WORK ITEM —
Only the lines that hold the word "write" are wanted from this listing.

GIVEN RECORDS —
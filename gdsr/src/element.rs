//!
//! # Layout Elements
//!
//! The closed set of things a [crate::Cell] holds: [Polygon]s, [Path]s, [Text]s, and [Reference]s,
//! and the transformation traits shared between them.
//!

// Crates.io
use enum_dispatch::enum_dispatch;

// Local imports
use crate::bbox::BoundBox;
use crate::error::{LayoutError, LayoutResult};
use crate::{Path, Point, Polygon, Reference, Text};

/// Maximum GDSII layer number
pub const MAX_LAYER: i32 = 255;
/// Maximum GDSII data-type number
pub const MAX_DATA_TYPE: i32 = 65535;

/// Check `layer` is in GDSII's valid range
pub(crate) fn validate_layer(layer: i32) -> LayoutResult<u8> {
    u8::try_from(layer)
        .map_err(|_| LayoutError::Validation(format!("Layer {} outside 0-{}", layer, MAX_LAYER)))
}
/// Check `data_type` is in GDSII's valid range
pub(crate) fn validate_data_type(data_type: i32) -> LayoutResult<u16> {
    u16::try_from(data_type).map_err(|_| {
        LayoutError::Validation(format!(
            "Data type {} outside 0-{}",
            data_type, MAX_DATA_TYPE
        ))
    })
}

///
/// # Element Trait
///
/// Geometric operations common to every [Element] variant, dispatched by [enum_dispatch].
/// Each operates in place. The chaining forms live on [Movable].
///
#[enum_dispatch]
pub trait ElementTrait {
    /// Rectangular bounding box
    fn bounding_box(&self) -> BoundBox;
    /// Reference point, moved to the target of [Movable::move_to]
    fn anchor(&self) -> Point;
    /// Shift by `delta`
    fn translate(&mut self, delta: Point);
    /// Rotate by `angle` degrees counter-clockwise about `centre`
    fn rotate_about(&mut self, angle: f64, centre: Point);
    /// Scale by `factor` about `centre`
    fn scale_about(&mut self, factor: f64, centre: Point);
    /// Reflect about the x-axis
    fn reflect_x(&mut self);
}

///
/// # Movable
///
/// Chaining transformations, available on everything implementing [ElementTrait].
///
/// ```
/// use gdsr::{Movable, Point, Polygon};
///
/// let mut square = Polygon::new([(0., 0.), (1., 0.), (1., 1.), (0., 1.)], 0, 0).unwrap();
/// square.move_by((1., 1.)).rotate(90., (1., 1.)).scale(2., Point::origin());
/// assert!(square.points()[1].is_close(&Point::new(2., 4.)));
/// ```
///
pub trait Movable: ElementTrait + Sized {
    /// Move so that our [ElementTrait::anchor] lands at `target`
    fn move_to(&mut self, target: impl Into<Point>) -> &mut Self {
        let delta = target.into() - self.anchor();
        self.translate(delta);
        self
    }
    /// Shift by `delta`
    fn move_by(&mut self, delta: impl Into<Point>) -> &mut Self {
        self.translate(delta.into());
        self
    }
    /// Rotate by `angle` degrees counter-clockwise about `centre`
    fn rotate(&mut self, angle: f64, centre: impl Into<Point>) -> &mut Self {
        self.rotate_about(angle, centre.into());
        self
    }
    /// Scale by `factor` about `centre`
    fn scale(&mut self, factor: f64, centre: impl Into<Point>) -> &mut Self {
        self.scale_about(factor, centre.into());
        self
    }
}
impl<T: ElementTrait> Movable for T {}

///
/// # Element Enumeration
///
/// Polygons, paths, texts, and references, as stored in a [crate::Cell]
/// and produced by flattening.
///
#[enum_dispatch(ElementTrait)]
#[derive(Debug, Clone, PartialEq)]
pub enum Element {
    Polygon(Polygon),
    Path(Path),
    Text(Text),
    Reference(Reference),
}
impl Element {
    /// Copy of this element. References share their placed [crate::Cell]s with the original.
    pub fn copy(&self) -> Element {
        self.clone()
    }
    /// Layer number
    pub fn layer(&self) -> Option<u8> {
        match self {
            Element::Polygon(p) => Some(p.layer()),
            Element::Path(p) => Some(p.layer()),
            Element::Text(t) => Some(t.layer()),
            Element::Reference(_) => None,
        }
    }
    /// Data-type number. Texts and references have none.
    pub fn data_type(&self) -> Option<u16> {
        match self {
            Element::Polygon(p) => Some(p.data_type()),
            Element::Path(p) => Some(p.data_type()),
            _ => None,
        }
    }
    /// Boolean indication of whether we pass `filter`, a (layer, data-type) pair.
    /// Texts match on layer alone. References never match.
    pub(crate) fn matches(&self, filter: (u8, u16)) -> bool {
        match self {
            Element::Text(t) => t.layer() == filter.0,
            Element::Reference(_) => false,
            _ => self.layer() == Some(filter.0) && self.data_type() == Some(filter.1),
        }
    }
}
impl std::fmt::Display for Element {
    fn fmt(&self, f: &mut std::fmt::Formatter) -> std::fmt::Result {
        match self {
            Element::Polygon(x) => std::fmt::Display::fmt(x, f),
            Element::Path(x) => std::fmt::Display::fmt(x, f),
            Element::Text(x) => std::fmt::Display::fmt(x, f),
            Element::Reference(x) => std::fmt::Display::fmt(x, f),
        }
    }
}
//!
//! # Layout Result and Error Types
//!

// Workspace Imports
use gdsrstream::GdsError;
pub use gdsrutils::{self, ErrorContext};

/// # [LayoutError] Result Type
pub type LayoutResult<T> = Result<T, LayoutError>;

///
/// # Layout Error Enumeration
///
pub enum LayoutError {
    /// Invalid construction or input value, e.g. an empty point-list or out-of-range layer
    Validation(String),
    /// Arithmetic failure, e.g. division by zero
    Arithmetic(String),
    /// A [crate::Cell] name already present in a [crate::Library]
    NameConflict(String),
    /// A reference-chain which cycles back to an ancestor cell
    Cycle(String),
    /// Error Exporting to GDSII
    Export {
        message: String,
        stack: Vec<ErrorContext>,
    },
    /// Error Importing from GDSII
    Import {
        message: String,
        stack: Vec<ErrorContext>,
    },
    /// Cell names referenced by a GDSII stream, but never defined in it
    DanglingReferences(Vec<String>),
    /// Stream-level GDSII errors
    Gds(GdsError),
    /// Boxed External Errors
    Boxed(Box<dyn std::error::Error + Send + Sync>),
    /// Uncategorized Error, with String Message
    Str(String),
    /// # [gdsrutils::Ptr] Locking
    /// Caused by a panic while holding a lock.
    /// Generally a [std::sync::PoisonError], which is not forwardable due to lifetime constraints.
    PtrLock,
}
impl LayoutError {
    /// Create a [LayoutError::Str] from anything String-convertible
    pub fn msg(s: impl Into<String>) -> Self {
        Self::Str(s.into())
    }
    /// Create an error-variant [Result] of our [LayoutError::Str] variant from anything String-convertible
    pub fn fail<T>(s: impl Into<String>) -> Result<T, Self> {
        Err(Self::msg(s))
    }
    /// Create an error-variant [Result] of our [LayoutError::Validation] variant
    pub fn invalid<T>(s: impl Into<String>) -> Result<T, Self> {
        Err(Self::Validation(s.into()))
    }
}
impl std::fmt::Debug for LayoutError {
    /// Display a [LayoutError]
    fn fmt(&self, f: &mut std::fmt::Formatter) -> std::fmt::Result {
        match self {
            LayoutError::Validation(msg) => write!(f, "Validation Error: {}", msg),
            LayoutError::Arithmetic(msg) => write!(f, "Arithmetic Error: {}", msg),
            LayoutError::NameConflict(name) => {
                write!(f, "Name Conflict: cell `{}` already exists", name)
            }
            LayoutError::Cycle(name) => write!(f, "Reference Cycle through cell `{}`", name),
            LayoutError::Export { message, stack } => {
                write!(f, "Export Error: \n - {} \n - {:?}", message, stack)
            }
            LayoutError::Import { message, stack } => {
                write!(f, "Import Error: \n - {} \n - {:?}", message, stack)
            }
            LayoutError::DanglingReferences(names) => {
                write!(f, "Undefined cells referenced: {}", names.join(", "))
            }
            LayoutError::Gds(err) => write!(f, "GDSII Error: {:?}", err),
            LayoutError::Boxed(err) => err.fmt(f),
            LayoutError::Str(err) => err.fmt(f),
            LayoutError::PtrLock => write!(f, "[std::sync::PoisonError]"),
        }
    }
}
impl std::fmt::Display for LayoutError {
    /// Display a [LayoutError]
    /// Delegates to the [Debug] implementation
    fn fmt(&self, f: &mut std::fmt::Formatter) -> std::fmt::Result {
        std::fmt::Debug::fmt(self, f)
    }
}
impl std::error::Error for LayoutError {
    fn source(&self) -> Option<&(dyn std::error::Error + 'static)> {
        match self {
            Self::Gds(e) => Some(e),
            Self::Boxed(e) => Some(&**e),
            _ => None,
        }
    }
}

impl From<GdsError> for LayoutError {
    fn from(e: GdsError) -> Self {
        Self::Gds(e)
    }
}
impl From<String> for LayoutError {
    fn from(s: String) -> Self {
        Self::Str(s)
    }
}
impl From<&str> for LayoutError {
    fn from(s: &str) -> Self {
        Self::Str(s.to_string())
    }
}
impl From<std::num::TryFromIntError> for LayoutError {
    fn from(e: std::num::TryFromIntError) -> Self {
        Self::Boxed(Box::new(e))
    }
}
impl From<std::io::Error> for LayoutError {
    fn from(e: std::io::Error) -> Self {
        Self::Boxed(Box::new(e))
    }
}
impl From<gdsrutils::ser::Error> for LayoutError {
    fn from(e: gdsrutils::ser::Error) -> Self {
        Self::Boxed(Box::new(e))
    }
}
impl<T> From<std::sync::PoisonError<T>> for LayoutError {
    fn from(_e: std::sync::PoisonError<T>) -> Self {
        Self::PtrLock
    }
}
impl<T: std::error::Error + Send + Sync + 'static> From<Box<T>> for LayoutError {
    fn from(e: Box<T>) -> Self {
        Self::Boxed(e)
    }
}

REPLY TO THE TASK —
            LayoutError::Validation(msg) => write!(f, "Validation Error: {}", msg),
            LayoutError::Arithmetic(msg) => write!(f, "Arithmetic Error: {}", msg),
                write!(f, "Name Conflict: cell `{}` already exists", name)
            LayoutError::Cycle(name) => write!(f, "Reference Cycle through cell `{}`", name),
                write!(f, "Export Error: \n - {} \n - {:?}", message, stack)
                write!(f, "Import Error: \n - {} \n - {:?}", message, stack)
                write!(f, "Undefined cells referenced: {}", names.join(", "))
            LayoutError::Gds(err) => write!(f, "GDSII Error: {:?}", err),
            LayoutError::PtrLock => write!(f, "[std::sync::PoisonError]"),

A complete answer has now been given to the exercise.